Assigned task |
When you transcribe the records that follow, reproduce each line exactly as given.

================================

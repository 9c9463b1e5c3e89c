//! Local HTTP server.
//!
//! Serves the same dispatcher over axum for development, outside Lambda.

use std::collections::BTreeMap;
use std::net::SocketAddr;
use std::sync::Arc;

use axum::{
    extract::{Query, State},
    http::{HeaderMap, Method, Uri},
    Router,
};
use tokio::signal;
use tower_http::trace::TraceLayer;
use tracing::{info, warn};

use crate::api::{Request, Response};
use crate::error::ApiError;
use crate::function::Function;

/// Creates a router that forwards every request to `function`.
pub fn create_router(function: Arc<Function>) -> Router {
    Router::new()
        .fallback(proxy_handler)
        .layer(TraceLayer::new_for_http())
        .with_state(function)
}

async fn proxy_handler(
    State(function): State<Arc<Function>>,
    method: Method,
    uri: Uri,
    headers: HeaderMap,
) -> Response {
    let query = match Query::<BTreeMap<String, String>>::try_from_uri(&uri) {
        Ok(Query(query)) => query,
        Err(rejection) => {
            return ApiError::BadRequest(rejection.body_text()).into_response(function.cors());
        }
    };

    let request = Request {
        method,
        path: uri.path().to_string(),
        query,
        headers,
    };
    function.dispatch(request).await
}

/// Binds `port` on all interfaces and serves until Ctrl+C or SIGTERM.
pub async fn serve(function: Arc<Function>, port: u16) -> anyhow::Result<()> {
    let app = create_router(function);

    let addr = SocketAddr::from(([0, 0, 0, 0], port));
    let listener = tokio::net::TcpListener::bind(addr).await?;
    info!("Server listening on http://{}", addr);

    axum::serve(listener, app)
        .with_graceful_shutdown(shutdown_signal())
        .await?;

    info!("Server shutdown complete");
    Ok(())
}

/// Waits for shutdown signal (Ctrl+C or SIGTERM).
async fn shutdown_signal() {
    let ctrl_c = async {
        if let Err(e) = signal::ctrl_c().await {
            warn!(error = %e, "failed to install Ctrl+C handler");
            std::future::pending::<()>().await;
        }
    };

    #[cfg(unix)]
    let terminate = async {
        match signal::unix::signal(signal::unix::SignalKind::terminate()) {
            Ok(mut sigterm) => {
                sigterm.recv().await;
            }
            Err(e) => {
                warn!(error = %e, "failed to install SIGTERM handler");
                std::future::pending::<()>().await;
            }
        }
    };

    #[cfg(not(unix))]
    let terminate = std::future::pending::<()>();

    tokio::select! {
        _ = ctrl_c => {
            info!("Received Ctrl+C, initiating shutdown...");
        }
        _ = terminate => {
            info!("Received SIGTERM, initiating shutdown...");
        }
    }
}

================================

Completed task |
repository 9c9463b1e5c3e89c
//! Local HTTP server.
//!
//! Serves the same dispatcher over axum for development, outside Lambda.

use std::collections::BTreeMap;
use std::net::SocketAddr;
use std::sync::Arc;

use axum::{
    extract::{Query, State},
    http::{HeaderMap, Method, Uri},
    Router,
};
use tokio::signal;
use tower_http::trace::TraceLayer;
use tracing::{info, warn};

use crate::api::{Request, Response};
use crate::error::ApiError;
use crate::function::Function;

/// Creates a router that forwards every request to `function`.
pub fn create_router(function: Arc<Function>) -> Router {
    Router::new()
        .fallback(proxy_handler)
        .layer(TraceLayer::new_for_http())
        .with_state(function)
}

async fn proxy_handler(
    State(function): State<Arc<Function>>,
    method: Method,
    uri: Uri,
    headers: HeaderMap,
) -> Response {
    let query = match Query::<BTreeMap<String, String>>::try_from_uri(&uri) {
        Ok(Query(query)) => query,
        Err(rejection) => {
            return ApiError::BadRequest(rejection.body_text()).into_response(function.cors());
        }
    };

    let request = Request {
        method,
        path: uri.path().to_string(),
        query,
        headers,
    };
    function.dispatch(request).await
}

/// Binds `port` on all interfaces and serves until Ctrl+C or SIGTERM.
pub async fn serve(function: Arc<Function>, port: u16) -> anyhow::Result<()> {
    let app = create_router(function);

    let addr = SocketAddr::from(([0, 0, 0, 0], port));
    let listener = tokio::net::TcpListener::bind(addr).await?;
    info!("Server listening on http://{}", addr);

    axum::serve(listener, app)
        .with_graceful_shutdown(shutdown_signal())
        .await?;

    info!("Server shutdown complete");
    Ok(())
}

/// Waits for shutdown signal (Ctrl+C or SIGTERM).
async fn shutdown_signal() {
    let ctrl_c = async {
        if let Err(e) = signal::ctrl_c().await {
            warn!(error = %e, "failed to install Ctrl+C handler");
            std::future::pending::<()>().await;
        }
    };

    #[cfg(unix)]
    let terminate = async {
        match signal::unix::signal(signal::unix::SignalKind::terminate()) {
            Ok(mut sigterm) => {
                sigterm.recv().await;
            }
            Err(e) => {
                warn!(error = %e, "failed to install SIGTERM handler");
                std::future::pending::<()>().await;
            }
        }
    };

    #[cfg(not(unix))]
    let terminate = std::future::pending::<()>();

    tokio::select! {
        _ = ctrl_c => {
            info!("Received Ctrl+C, initiating shutdown...");
        }
        _ = terminate => {
            info!("Received SIGTERM, initiating shutdown...");
        }
    }
}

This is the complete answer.